- _DIRECTIONS_: Where the string "namespaces" occurs in a line of the data below, that line should be copied.

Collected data
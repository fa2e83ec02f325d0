//! Commands that write manifests through the panel

use anyhow::{Context, Result};
use panel_lib::ResourceKind;
use serde_json::Value;
use std::path::Path;

use crate::client::ApiClient;
use crate::commands::item_path;
use crate::output::{print_json, print_success, OutputFormat};

fn read_manifest(file: &Path) -> Result<String> {
    std::fs::read_to_string(file)
        .with_context(|| format!("Failed to read manifest {}", file.display()))
}

fn object_name(object: &Value) -> &str {
    object
        .get("metadata")
        .and_then(|m| m.get("name"))
        .and_then(Value::as_str)
        .unwrap_or("<unnamed>")
}

/// Create an object from a YAML or JSON manifest file
pub async fn create(
    client: &ApiClient,
    kind: ResourceKind,
    file: &Path,
    format: OutputFormat,
) -> Result<()> {
    let manifest = read_manifest(file)?;
    let created = client
        .post_manifest(&format!("kube/{}", kind.plural()), manifest)
        .await?;

    match format {
        OutputFormat::Json => print_json(&created),
        OutputFormat::Table => {
            print_success(&format!("{} {} created", kind, object_name(&created)));
            Ok(())
        }
    }
}

/// Replace an existing object with the manifest from a file
pub async fn apply(
    client: &ApiClient,
    kind: ResourceKind,
    namespace: &str,
    name: &str,
    file: &Path,
    format: OutputFormat,
) -> Result<()> {
    let manifest = read_manifest(file)?;
    let updated = client
        .put_manifest(&item_path(kind, namespace, name), manifest)
        .await?;

    match format {
        OutputFormat::Json => print_json(&updated),
        OutputFormat::Table => {
            print_success(&format!("{} {} updated", kind, name));
            Ok(())
        }
    }
}

pub async fn delete(
    client: &ApiClient,
    kind: ResourceKind,
    namespace: &str,
    name: &str,
    format: OutputFormat,
) -> Result<()> {
    let status = client.delete(&item_path(kind, namespace, name)).await?;

    match format {
        OutputFormat::Json => print_json(&status),
        OutputFormat::Table => {
            print_success(&format!("{} {} deleted", kind, name));
            Ok(())
        }
    }
}
//! CLI integration tests

use std::path::Path;
use std::process::{Command, Output};

/// Run the built binary with an isolated home directory
fn kpctl(home: &Path, args: &[&str]) -> Output {
    Command::new(env!("CARGO_BIN_EXE_kpctl"))
        .args(args)
        .env("HOME", home)
        .env_remove("KPCTL_PANEL_URL")
        .output()
        .expect("Failed to execute command")
}

/// Test that the CLI shows help
#[test]
fn test_cli_help() {
    let home = tempfile::tempdir().unwrap();
    let output = kpctl(home.path(), &["--help"]);

    let stdout = String::from_utf8_lossy(&output.stdout);

    assert!(output.status.success(), "CLI help should succeed");
    assert!(stdout.contains("Kube Panel"), "Should show app name");
    for command in ["get", "metrics", "show", "create", "apply", "delete"] {
        assert!(stdout.contains(command), "Should show {} command", command);
    }
}

/// Test that the CLI shows version
#[test]
fn test_cli_version() {
    let home = tempfile::tempdir().unwrap();
    let output = kpctl(home.path(), &["--version"]);

    let stdout = String::from_utf8_lossy(&output.stdout);

    assert!(output.status.success(), "CLI version should succeed");
    assert!(stdout.contains("kpctl"), "Should show binary name");
}

#[test]
fn test_unknown_kind_is_rejected() {
    let home = tempfile::tempdir().unwrap();
    let output = kpctl(home.path(), &["get", "secrets"]);

    let stderr = String::from_utf8_lossy(&output.stderr);

    assert!(!output.status.success());
    assert!(stderr.contains("unknown kind"), "Should explain the kind error");
}

#[test]
fn test_get_pods_as_json() {
    let mut server = mockito::Server::new();
    let mock = server
        .mock("GET", "/kube/pods")
        .match_query(mockito::Matcher::UrlEncoded(
            "namespace".into(),
            "shop".into(),
        ))
        .with_status(200)
        .with_header("content-type", "application/json")
        .with_body(r#"[{"name":"web-0","namespace":"shop","status":"Running"}]"#)
        .create();

    let home = tempfile::tempdir().unwrap();
    let output = kpctl(
        home.path(),
        &[
            "--panel-url",
            &server.url(),
            "--format",
            "json",
            "get",
            "pods",
            "-n",
            "shop",
        ],
    );

    let stdout = String::from_utf8_lossy(&output.stdout);

    assert!(output.status.success(), "get pods should succeed");
    assert!(stdout.contains("web-0"));
    mock.assert();
}

#[test]
fn test_panel_url_from_config_file() {
    let mut server = mockito::Server::new();
    let mock = server
        .mock("DELETE", "/kube/pods/shop/web-0")
        .with_status(200)
        .with_body(r#"{"kind":"Pod"}"#)
        .create();

    let home = tempfile::tempdir().unwrap();
    let config_dir = home.path().join(".config").join("kpctl");
    std::fs::create_dir_all(&config_dir).unwrap();
    std::fs::write(
        config_dir.join("config.json"),
        format!(
            r#"{{"panel_url": "{}", "default_namespace": "shop", "default_format": "json"}}"#,
            server.url()
        ),
    )
    .unwrap();

    let output = kpctl(home.path(), &["delete", "pods", "web-0"]);

    assert!(output.status.success(), "delete should succeed");
    mock.assert();
}

#[test]
fn test_validation_error_is_reported() {
    let mut server = mockito::Server::new();
    server
        .mock("PUT", "/kube/namespaces/shop")
        .with_status(422)
        .with_body(r#"{"error":"validation","message":"manifest is missing required field `spec`"}"#)
        .create();

    let home = tempfile::tempdir().unwrap();
    let manifest = home.path().join("ns.yaml");
    std::fs::write(&manifest, "apiVersion: v1\nkind: Namespace\nmetadata:\n  name: shop\n").unwrap();

    let output = kpctl(
        home.path(),
        &[
            "--panel-url",
            &server.url(),
            "apply",
            "namespaces",
            "shop",
            "-f",
            manifest.to_str().unwrap(),
        ],
    );

    let stderr = String::from_utf8_lossy(&output.stderr);

    assert!(!output.status.success());
    assert!(stderr.contains("422"));
    assert!(stderr.contains("missing required field"));
}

- _ANSWER TO THE PROBLEM_:
        .mock("PUT", "/kube/namespaces/shop")
            "namespaces",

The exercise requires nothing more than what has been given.